Initiated by Dr. Xin Wei, University of Michigan
Ongoing development by the community

Scalable variational learning for noisy-OR Bayesian networks with normalizing flows for complex cascading disaster systems

Citation

Li, X., Xu, S. (2025). Scalable variational learning for noisy-OR Bayesian networks with normalizing flows for complex cascading disaster systems. npj Natural Hazards, 2(1): 30. Link to paper

Abstract

Sudden-onset disasters like earthquakes trigger multiple cascading hazards and impacts, causing human and economic losses. While remote sensing technologies enable rapid hazard assessment, current methods have two key limitations: they struggle to decouple co-located hazards and impacts, and cannot adapt to new information during disaster response. We present online-DisasterVINF, a framework addressing both challenges through Noisy-OR Bayesian networks and normalizing flows.

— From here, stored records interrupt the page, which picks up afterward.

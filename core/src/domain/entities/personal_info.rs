//! Identity payload supplied with a personal information request.

use chrono::NaiveDate;
use serde::{Deserialize, Serialize};

use pir_shared::utils::masking::{mask_email, mask_ssn};

/// Caller-supplied identity data bound to an MFA session
///
/// Serializes with camelCase field names, matching the public API
/// contract. Format validation happens at the API boundary; this entity
/// treats the payload as already well-formed.
#[derive(Debug, Clone, PartialEq, Eq, Serialize, Deserialize)]
#[serde(rename_all = "camelCase")]
pub struct PersonalInfo {
    pub first_name: String,
    pub last_name: String,
    pub address: String,
    pub state: String,
    pub email: String,
    pub date_of_birth: NaiveDate,
    pub ssn: String,
}

impl PersonalInfo {
    /// Copy with sensitive fields redacted, safe for logging
    ///
    /// The SSN keeps its last four digits and the email its first two
    /// characters plus domain.
    pub fn masked(&self) -> PersonalInfo {
        PersonalInfo {
            ssn: mask_ssn(&self.ssn),
            email: mask_email(&self.email),
            ..self.clone()
        }
    }
}
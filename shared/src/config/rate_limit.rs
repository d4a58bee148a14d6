//! Rate limiting configuration module

use serde::{Deserialize, Serialize};
use std::env;

/// Per-IP rate limiting configuration
///
/// Two fixed windows are enforced: a general limit covering everything
/// under `/api`, and a stricter limit on the MFA endpoints.
#[derive(Debug, Clone, Deserialize, Serialize)]
pub struct RateLimitConfig {
    /// General API requests allowed per IP per window
    pub api_max_requests: u32,
    /// General API window length in seconds
    pub api_window_secs: u64,
    /// MFA endpoint requests allowed per IP per window
    pub mfa_max_requests: u32,
    /// MFA endpoint window length in seconds
    pub mfa_window_secs: u64,
}

impl Default for RateLimitConfig {
    fn default() -> Self {
        Self {
            api_max_requests: 100,
            api_window_secs: 15 * 60,
            mfa_max_requests: 5,
            mfa_window_secs: 15 * 60,
        }
    }
}

impl RateLimitConfig {
    /// Load rate limit configuration from the environment
    pub fn from_env() -> Self {
        let defaults = Self::default();
        Self {
            api_max_requests: env_or("RATE_LIMIT_API_MAX", defaults.api_max_requests),
            api_window_secs: env_or("RATE_LIMIT_API_WINDOW_SECS", defaults.api_window_secs),
            mfa_max_requests: env_or("RATE_LIMIT_MFA_MAX", defaults.mfa_max_requests),
            mfa_window_secs: env_or("RATE_LIMIT_MFA_WINDOW_SECS", defaults.mfa_window_secs),
        }
    }
}

fn env_or<T: std::str::FromStr>(key: &str, default: T) -> T {
    env::var(key).ok().and_then(|v| v.parse().ok()).unwrap_or(default)
}

#[cfg(test)]
mod tests {
    use super::*;

    #[test]
    fn test_defaults() {
        let config = RateLimitConfig::default();
        assert_eq!(config.api_max_requests, 100);
        assert_eq!(config.mfa_max_requests, 5);
        assert_eq!(config.api_window_secs, 900);
    }
}
//! Domain error to HTTP response mapping
//!
//! Every rejection leaves through here so all errors share the response
//! envelope and callers can branch solely on `success`.

use actix_web::HttpResponse;

use pir_core::errors::{DomainError, MfaError};
use pir_shared::types::response::ApiResponse;

/// Build a 400 response carrying the collected field errors
pub fn validation_failed_response(details: Vec<String>) -> HttpResponse {
    HttpResponse::BadRequest().json(ApiResponse::<()>::failure_with_details(
        "Validation failed",
        details,
    ))
}

/// Convert a domain error into the appropriate HTTP response
pub fn domain_error_response(error: &DomainError) -> HttpResponse {
    match error {
        DomainError::Mfa(mfa_error) => mfa_error_response(mfa_error),
        DomainError::Validation { message } => {
            HttpResponse::BadRequest().json(ApiResponse::<()>::failure(message.clone()))
        }
        DomainError::ValidationErr(validation_error) => HttpResponse::BadRequest()
            .json(ApiResponse::<()>::failure(validation_error.to_string())),
        DomainError::Internal { message } => {
            log::error!("Internal error: {message}");
            HttpResponse::InternalServerError()
                .json(ApiResponse::<()>::failure("Internal server error"))
        }
    }
}

fn mfa_error_response(error: &MfaError) -> HttpResponse {
    let message = error.to_string();
    match error {
        MfaError::MaxAttemptsExceeded => {
            HttpResponse::TooManyRequests().json(ApiResponse::<()>::failure(message))
        }
        MfaError::VerificationRequired => {
            HttpResponse::Unauthorized().json(ApiResponse::<()>::failure(message))
        }
        MfaError::SmsServiceFailure => {
            HttpResponse::InternalServerError().json(ApiResponse::<()>::failure(message))
        }
        MfaError::InvalidSession
        | MfaError::CodeExpired
        | MfaError::PhoneMismatch
        | MfaError::AlreadyVerified
        | MfaError::InvalidCode { .. }
        | MfaError::HumanVerificationRequired => {
            HttpResponse::BadRequest().json(ApiResponse::<()>::failure(message))
        }
    }
}

#[cfg(test)]
mod tests {
    use super::*;
    use actix_web::http::StatusCode;

    #[test]
    fn test_attempts_exhausted_maps_to_429() {
        let response = domain_error_response(&MfaError::MaxAttemptsExceeded.into());
        assert_eq!(response.status(), StatusCode::TOO_MANY_REQUESTS);
    }

    #[test]
    fn test_unverified_submission_maps_to_401() {
        let response = domain_error_response(&MfaError::VerificationRequired.into());
        assert_eq!(response.status(), StatusCode::UNAUTHORIZED);
    }

    #[test]
    fn test_business_rejections_map_to_400() {
        for error in [
            MfaError::InvalidSession,
            MfaError::CodeExpired,
            MfaError::PhoneMismatch,
            MfaError::InvalidCode { remaining: 1 },
            MfaError::HumanVerificationRequired,
        ] {
            let response = domain_error_response(&error.into());
            assert_eq!(response.status(), StatusCode::BAD_REQUEST);
        }
    }

    #[test]
    fn test_internal_error_maps_to_500() {
        let error = DomainError::Internal {
            message: "boom".to_string(),
        };
        let response = domain_error_response(&error);
        assert_eq!(response.status(), StatusCode::INTERNAL_SERVER_ERROR);
    }
}
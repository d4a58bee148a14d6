//! Per-IP rate limiting middleware
//!
//! Fixed-window counters kept in process memory, matching the
//! single-process deployment model of the session store. Each limiter
//! instance owns its own counters, so the general `/api` window and the
//! stricter MFA window are tracked independently.

use actix_web::{
    body::EitherBody,
    dev::{forward_ready, Service, ServiceRequest, ServiceResponse, Transform},
    Error, HttpResponse,
};
use futures_util::future::LocalBoxFuture;
use std::{
    collections::HashMap,
    future::{ready, Ready},
    rc::Rc,
    sync::{Arc, Mutex},
    time::{Duration, Instant},
};

use pir_shared::types::response::ApiResponse;

/// Rate limiter middleware factory
pub struct RateLimiter {
    max_requests: u32,
    window: Duration,
    counters: Arc<Mutex<HashMap<String, Window>>>,
}

#[derive(Clone, Copy)]
struct Window {
    count: u32,
    started_at: Instant,
}

impl RateLimiter {
    /// Create a limiter allowing `max_requests` per client IP per window
    pub fn new(max_requests: u32, window_secs: u64) -> Self {
        Self {
            max_requests,
            window: Duration::from_secs(window_secs),
            counters: Arc::new(Mutex::new(HashMap::new())),
        }
    }
}

/// Record one request against a client's window, returning whether it is
/// still within the limit
fn check_rate_limit(
    counters: &Mutex<HashMap<String, Window>>,
    client_ip: &str,
    max_requests: u32,
    window: Duration,
) -> bool {
    let mut counters = counters.lock().unwrap();
    let now = Instant::now();
    let entry = counters.entry(client_ip.to_string()).or_insert(Window {
        count: 0,
        started_at: now,
    });

    if now.duration_since(entry.started_at) >= window {
        entry.count = 0;
        entry.started_at = now;
    }

    entry.count += 1;
    entry.count <= max_requests
}

/// Extract the client IP, honoring reverse-proxy headers
fn extract_client_ip(req: &ServiceRequest) -> String {
    if let Some(forwarded_for) = req.headers().get("X-Forwarded-For") {
        if let Ok(forwarded_str) = forwarded_for.to_str() {
            if let Some(ip) = forwarded_str.split(',').next() {
                return ip.trim().to_string();
            }
        }
    }

    if let Some(real_ip) = req.headers().get("X-Real-IP") {
        if let Ok(ip_str) = real_ip.to_str() {
            return ip_str.to_string();
        }
    }

    req.connection_info()
        .peer_addr()
        .unwrap_or("unknown")
        .to_string()
}

impl<S, B> Transform<S, ServiceRequest> for RateLimiter
where
    S: Service<ServiceRequest, Response = ServiceResponse<B>, Error = Error> + 'static,
    S::Future: 'static,
    B: 'static,
{
    type Response = ServiceResponse<EitherBody<B>>;
    type Error = Error;
    type InitError = ();
    type Transform = RateLimiterMiddleware<S>;
    type Future = Ready<Result<Self::Transform, Self::InitError>>;

    fn new_transform(&self, service: S) -> Self::Future {
        ready(Ok(RateLimiterMiddleware {
            service: Rc::new(service),
            max_requests: self.max_requests,
            window: self.window,
            counters: self.counters.clone(),
        }))
    }
}

/// Rate limiter middleware service implementation
pub struct RateLimiterMiddleware<S> {
    service: Rc<S>,
    max_requests: u32,
    window: Duration,
    counters: Arc<Mutex<HashMap<String, Window>>>,
}

impl<S, B> Service<ServiceRequest> for RateLimiterMiddleware<S>
where
    S: Service<ServiceRequest, Response = ServiceResponse<B>, Error = Error> + 'static,
    S::Future: 'static,
    B: 'static,
{
    type Response = ServiceResponse<EitherBody<B>>;
    type Error = Error;
    type Future = LocalBoxFuture<'static, Result<Self::Response, Self::Error>>;

    forward_ready!(service);

    fn call(&self, req: ServiceRequest) -> Self::Future {
        let client_ip = extract_client_ip(&req);
        let allowed = check_rate_limit(&self.counters, &client_ip, self.max_requests, self.window);

        if !allowed {
            log::warn!("Rate limit exceeded for IP: {client_ip}");
            let (request, _payload) = req.into_parts();
            let response = HttpResponse::TooManyRequests()
                .json(ApiResponse::<()>::failure(
                    "Too many requests from this IP, please try again later.",
                ))
                .map_into_right_body();
            return Box::pin(ready(Ok(ServiceResponse::new(request, response))));
        }

        let fut = self.service.call(req);
        Box::pin(async move { fut.await.map(ServiceResponse::map_into_left_body) })
    }
}
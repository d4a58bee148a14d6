//! DTOs for the PI request endpoints
//!
//! Wire field names are camelCase, matching the public API contract.
//! Format checks live here so a request is either rejected with the full
//! list of field errors or handed to the services fully well-formed.

use chrono::{DateTime, NaiveDate, Utc};
use serde::{Deserialize, Serialize};
use validator::{Validate, ValidationError};

use pir_core::domain::entities::personal_info::PersonalInfo;
use pir_core::domain::entities::pi_request::{DeliveryMethod, RequestStatus, RequestType};
use pir_shared::utils::phone::is_valid_na_phone;
use pir_shared::utils::us_states::is_recognized_state;
use pir_shared::utils::validation::{is_valid_mfa_code, is_valid_ssn};

/// Identity payload as received on the wire
#[derive(Debug, Clone, Serialize, Deserialize, Validate)]
#[serde(rename_all = "camelCase")]
pub struct PersonalInfoDto {
    #[validate(length(min = 1, max = 50, message = "must be 1-50 characters"))]
    pub first_name: String,

    #[validate(length(min = 1, max = 50, message = "must be 1-50 characters"))]
    pub last_name: String,

    #[validate(length(min = 5, max = 200, message = "must be 5-200 characters"))]
    pub address: String,

    #[validate(custom = "validate_state")]
    pub state: String,

    #[validate(email(message = "must be a valid email address"))]
    pub email: String,

    #[validate(custom = "validate_birth_date")]
    pub date_of_birth: NaiveDate,

    #[validate(custom = "validate_ssn")]
    pub ssn: String,
}

impl From<PersonalInfoDto> for PersonalInfo {
    fn from(dto: PersonalInfoDto) -> Self {
        PersonalInfo {
            first_name: dto.first_name,
            last_name: dto.last_name,
            address: dto.address,
            state: dto.state,
            email: dto.email,
            date_of_birth: dto.date_of_birth,
            ssn: dto.ssn,
        }
    }
}

/// Body of POST /api/pi-request/request-mfa-code
#[derive(Debug, Clone, Serialize, Deserialize, Validate)]
#[serde(rename_all = "camelCase")]
pub struct RequestMfaCodeRequest {
    #[validate]
    pub personal_info: PersonalInfoDto,

    #[validate(custom = "validate_phone")]
    pub mobile_number: String,

    /// Must be literally true; enforced by the service, not validation
    pub captcha_verified: bool,
}

/// Body of POST /api/pi-request/verify-mfa-code
#[derive(Debug, Clone, Serialize, Deserialize, Validate)]
#[serde(rename_all = "camelCase")]
pub struct VerifyMfaCodeRequest {
    #[validate(custom = "validate_phone")]
    pub mobile_number: String,

    #[validate(custom = "validate_mfa_code")]
    pub mfa_code: String,

    #[validate(custom = "validate_session_id")]
    pub session_id: String,
}

/// Body of POST /api/pi-request/submit
#[derive(Debug, Clone, Serialize, Deserialize, Validate)]
#[serde(rename_all = "camelCase")]
pub struct SubmitRequest {
    #[validate]
    pub personal_info: PersonalInfoDto,

    #[validate(custom = "validate_phone")]
    pub mobile_number: String,

    pub request_type: RequestType,

    pub delivery_method: DeliveryMethod,

    #[validate(custom = "validate_session_id")]
    pub session_id: String,
}

#[derive(Debug, Clone, Serialize, Deserialize)]
#[serde(rename_all = "camelCase")]
pub struct RequestMfaCodeResponse {
    pub session_id: String,
    /// Masked destination, `***-***-<last4>`
    pub phone_number: String,
    /// Seconds until the session expires
    pub expires_in: i64,
}

#[derive(Debug, Clone, Serialize, Deserialize)]
#[serde(rename_all = "camelCase")]
pub struct VerifyMfaCodeResponse {
    pub session_id: String,
    pub verified: bool,
}

#[derive(Debug, Clone, Serialize, Deserialize)]
#[serde(rename_all = "camelCase")]
pub struct SubmitResponse {
    pub request_id: String,
    pub status: RequestStatus,
    pub estimated_processing_time: String,
    pub submitted_at: DateTime<Utc>,
}

#[derive(Debug, Clone, Serialize, Deserialize)]
#[serde(rename_all = "camelCase")]
pub struct RequestStatusResponse {
    pub request_id: String,
    pub status: RequestStatus,
    pub submitted_at: DateTime<Utc>,
    pub estimated_completion_date: DateTime<Utc>,
    pub last_updated: DateTime<Utc>,
}

fn validate_phone(phone: &str) -> Result<(), ValidationError> {
    if is_valid_na_phone(phone) {
        Ok(())
    } else {
        Err(field_error(
            "invalid_phone",
            "must be a North American phone number",
        ))
    }
}

fn validate_ssn(ssn: &str) -> Result<(), ValidationError> {
    if is_valid_ssn(ssn) {
        Ok(())
    } else {
        Err(field_error("invalid_ssn", "must be a 9-digit SSN"))
    }
}

fn validate_state(state: &str) -> Result<(), ValidationError> {
    if is_recognized_state(state) {
        Ok(())
    } else {
        Err(field_error("invalid_state", "must be a US state"))
    }
}

fn validate_birth_date(date_of_birth: &NaiveDate) -> Result<(), ValidationError> {
    if *date_of_birth <= Utc::now().date_naive() {
        Ok(())
    } else {
        Err(field_error("invalid_date", "must not be in the future"))
    }
}

fn validate_mfa_code(code: &str) -> Result<(), ValidationError> {
    if is_valid_mfa_code(code) {
        Ok(())
    } else {
        Err(field_error("invalid_code", "must be a 6-digit code"))
    }
}

fn validate_session_id(session_id: &str) -> Result<(), ValidationError> {
    if uuid::Uuid::parse_str(session_id).is_ok() {
        Ok(())
    } else {
        Err(field_error("invalid_session_id", "must be a UUID"))
    }
}

fn field_error(code: &'static str, message: &'static str) -> ValidationError {
    let mut error = ValidationError::new(code);
    error.message = Some(message.into());
    error
}
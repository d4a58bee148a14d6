//! Application factory
//!
//! Builds the Actix-web application with middleware, the JSON extractor
//! configuration, and the PI request routes. Kept separate from `main`
//! so integration tests can assemble the same app around test doubles.

use actix_web::body::MessageBody;
use actix_web::dev::{ServiceFactory, ServiceRequest, ServiceResponse};
use actix_web::{error::InternalError, middleware::Logger, web, App, HttpRequest, HttpResponse};

use crate::config::ApiConfig;
use crate::middleware::{cors::create_cors, rate_limit::RateLimiter};
use crate::routes::pi_request::{
    request_mfa_code, request_status, submit, verify_mfa_code, AppState,
};

use pir_core::domain::clock::Clock;
use pir_core::repositories::SessionStore;
use pir_core::services::mfa::SmsServiceTrait;
use pir_shared::types::response::ApiResponse;

/// Create and configure the application with all dependencies
pub fn create_app<S, N, K>(
    app_state: web::Data<AppState<S, N, K>>,
    config: &ApiConfig,
) -> App<
    impl ServiceFactory<
        ServiceRequest,
        Config = (),
        Response = ServiceResponse<impl MessageBody>,
        Error = actix_web::Error,
        InitError = (),
    >,
>
where
    S: SessionStore + 'static,
    N: SmsServiceTrait + 'static,
    K: Clock + 'static,
{
    let cors = create_cors();

    // Malformed bodies (bad JSON, unknown enum values, missing fields)
    // surface through the same envelope as field validation.
    let json_config = web::JsonConfig::default()
        .limit(config.server.max_payload_size)
        .error_handler(json_error_handler);

    App::new()
        .app_data(app_state)
        .app_data(json_config)
        .wrap(Logger::default())
        .wrap(cors)
        // Health check endpoint
        .route("/health", web::get().to(health_check))
        // API routes
        .service(
            web::scope("/api")
                .wrap(RateLimiter::new(
                    config.rate_limit.api_max_requests,
                    config.rate_limit.api_window_secs,
                ))
                .service(
                    web::scope("/pi-request")
                        .wrap(RateLimiter::new(
                            config.rate_limit.mfa_max_requests,
                            config.rate_limit.mfa_window_secs,
                        ))
                        .route("/request-mfa-code", web::post().to(request_mfa_code::<S, N, K>))
                        .route("/verify-mfa-code", web::post().to(verify_mfa_code::<S, N, K>))
                        .route("/submit", web::post().to(submit::<S, N, K>))
                        .route("/status/{request_id}", web::get().to(request_status::<S, N, K>)),
                ),
        )
        // Default 404 handler
        .default_service(web::route().to(not_found))
}

fn json_error_handler(
    err: actix_web::error::JsonPayloadError,
    _req: &HttpRequest,
) -> actix_web::Error {
    let detail = err.to_string();
    let response = HttpResponse::BadRequest().json(ApiResponse::<()>::failure_with_details(
        "Validation failed",
        vec![detail],
    ));
    InternalError::from_response(err, response).into()
}

/// Health check endpoint handler
async fn health_check() -> HttpResponse {
    HttpResponse::Ok().json(serde_json::json!({
        "status": "OK",
        "message": "PI Request API is running",
        "version": env!("CARGO_PKG_VERSION"),
        "timestamp": chrono::Utc::now().to_rfc3339(),
    }))
}

/// Default 404 handler
async fn not_found() -> HttpResponse {
    HttpResponse::NotFound().json(ApiResponse::<()>::failure("Endpoint not found"))
}
//! Domain entities

pub mod mfa_session;
pub mod personal_info;
pub mod pi_request;

pub use mfa_session::MfaSession;
pub use personal_info::PersonalInfo;
pub use pi_request::{DeliveryMethod, PiRequest, RequestStatus, RequestType};
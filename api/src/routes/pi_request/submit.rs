use actix_web::{web, HttpResponse};
use uuid::Uuid;
use validator::Validate;

use crate::dto::collect_error_details;
use crate::dto::pi_request::{SubmitRequest, SubmitResponse};
use crate::handlers::error::{domain_error_response, validation_failed_response};

use pir_core::domain::clock::Clock;
use pir_core::errors::MfaError;
use pir_core::repositories::SessionStore;
use pir_core::services::mfa::SmsServiceTrait;
use pir_shared::types::response::ApiResponse;

use super::AppState;

/// Fixed pause standing in for downstream processing latency
const SIMULATED_PROCESSING_LATENCY_MS: u64 = 500;

/// Handler for POST /api/pi-request/submit
///
/// Accepts the final submission once the session has passed MFA
/// verification. The session is consumed; the request record is logged
/// with sensitive fields redacted and not persisted anywhere else.
///
/// # Responses
/// - 200: submitted; data carries `requestId`, `status`,
///   `estimatedProcessingTime`, and `submittedAt`
/// - 400: field validation failure
/// - 401: session missing or not verified
pub async fn submit<S, N, K>(
    state: web::Data<AppState<S, N, K>>,
    request: web::Json<SubmitRequest>,
) -> HttpResponse
where
    S: SessionStore + 'static,
    N: SmsServiceTrait + 'static,
    K: Clock + 'static,
{
    if let Err(errors) = request.validate() {
        return validation_failed_response(collect_error_details(&errors));
    }

    let request = request.into_inner();
    let session_id = match Uuid::parse_str(&request.session_id) {
        Ok(id) => id,
        Err(_) => return domain_error_response(&MfaError::VerificationRequired.into()),
    };

    log::info!(
        "Processing PI request submission: type={:?}, delivery={:?}",
        request.request_type,
        request.delivery_method
    );

    match state
        .submission_service
        .submit(
            request.personal_info.into(),
            &request.mobile_number,
            request.request_type,
            request.delivery_method,
            session_id,
        )
        .await
    {
        Ok(result) => {
            // Simulated processing latency before responding
            tokio::time::sleep(std::time::Duration::from_millis(
                SIMULATED_PROCESSING_LATENCY_MS,
            ))
            .await;

            HttpResponse::Ok().json(ApiResponse::success(
                "Personal information request submitted successfully",
                SubmitResponse {
                    request_id: result.request_id,
                    status: result.status,
                    estimated_processing_time: result.estimated_processing_time,
                    submitted_at: result.submitted_at,
                },
            ))
        }
        Err(error) => domain_error_response(&error),
    }
}
//! API configuration loaded from the environment

use pir_shared::config::{Environment, RateLimitConfig, ServerConfig};

/// Complete configuration for the API binary
#[derive(Debug, Clone)]
pub struct ApiConfig {
    pub environment: Environment,
    pub server: ServerConfig,
    pub rate_limit: RateLimitConfig,
}

impl ApiConfig {
    /// Load configuration from environment variables
    pub fn from_env() -> Self {
        Self {
            environment: Environment::from_env(),
            server: ServerConfig::from_env(),
            rate_limit: RateLimitConfig::from_env(),
        }
    }
}

impl Default for ApiConfig {
    fn default() -> Self {
        Self {
            environment: Environment::default(),
            server: ServerConfig::default(),
            rate_limit: RateLimitConfig::default(),
        }
    }
}
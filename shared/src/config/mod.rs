//! Configuration types for the PI request server
//!
//! Configuration is sourced from environment variables with sensible
//! development defaults; there is no external config file.

pub mod environment;
pub mod rate_limit;
pub mod server;

pub use environment::Environment;
pub use rate_limit::RateLimitConfig;
pub use server::ServerConfig;
//! Handlers for the personal information request workflow

pub mod request_code;
pub mod status;
pub mod submit;
pub mod verify_code;

use std::sync::Arc;

use pir_core::domain::clock::Clock;
use pir_core::repositories::SessionStore;
use pir_core::services::mfa::{MfaService, SmsServiceTrait};
use pir_core::services::submission::SubmissionService;

pub use request_code::request_mfa_code;
pub use status::request_status;
pub use submit::submit;
pub use verify_code::verify_mfa_code;

/// Application state that holds the shared services
pub struct AppState<S, N, K>
where
    S: SessionStore,
    N: SmsServiceTrait,
    K: Clock,
{
    pub mfa_service: Arc<MfaService<S, N, K>>,
    pub submission_service: Arc<SubmissionService<S, K>>,
}
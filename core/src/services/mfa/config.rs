//! Configuration for the MFA service

use crate::domain::entities::mfa_session::{DEFAULT_EXPIRATION_MINUTES, MAX_ATTEMPTS};

/// Configuration for the MFA service
#[derive(Debug, Clone)]
pub struct MfaServiceConfig {
    /// Number of minutes before an MFA session expires
    pub code_expiration_minutes: i64,
    /// Maximum number of verification attempts allowed
    pub max_attempts: u32,
}

impl Default for MfaServiceConfig {
    fn default() -> Self {
        Self {
            code_expiration_minutes: DEFAULT_EXPIRATION_MINUTES,
            max_attempts: MAX_ATTEMPTS,
        }
    }
}
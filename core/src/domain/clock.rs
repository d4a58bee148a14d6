//! Clock abstraction for deterministic expiry logic
//!
//! Session expiry depends on "now", so the current time is injected
//! rather than read ambiently. Production wires [`SystemClock`]; tests
//! wire [`FixedClock`] and advance it explicitly.

use chrono::{DateTime, Duration, Utc};
use std::sync::{Arc, Mutex};

/// Source of the current time
pub trait Clock: Send + Sync {
    fn now(&self) -> DateTime<Utc>;
}

/// Wall-clock time
#[derive(Debug, Clone, Copy, Default)]
pub struct SystemClock;

impl Clock for SystemClock {
    fn now(&self) -> DateTime<Utc> {
        Utc::now()
    }
}

/// A clock pinned to a preset instant, steppable from tests
#[derive(Debug, Clone)]
pub struct FixedClock {
    now: Arc<Mutex<DateTime<Utc>>>,
}

impl FixedClock {
    pub fn new(now: DateTime<Utc>) -> Self {
        Self {
            now: Arc::new(Mutex::new(now)),
        }
    }

    /// Replace the current instant
    pub fn set(&self, now: DateTime<Utc>) {
        *self.now.lock().unwrap() = now;
    }

    /// Move the clock forward
    pub fn advance(&self, duration: Duration) {
        let mut now = self.now.lock().unwrap();
        *now += duration;
    }
}

impl Clock for FixedClock {
    fn now(&self) -> DateTime<Utc> {
        *self.now.lock().unwrap()
    }
}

This approach models how multiple hazards independently contribute to observed impacts while providing a more expressive alternative to log-linear relationships. The framework continuously incorporates ground truth data from post-disaster reconnaissance through a novel variational inference approach that jointly approximates posteriors by leveraging causal relationships and remote sensing techniques. Evaluation across multiple global seismic events demonstrates that online-DisasterVINF significantly improves estimation accuracy compared to existing methods, while showing substantial performance enhancement as ground truth becomes available, highlighting its utility for real-time disaster response.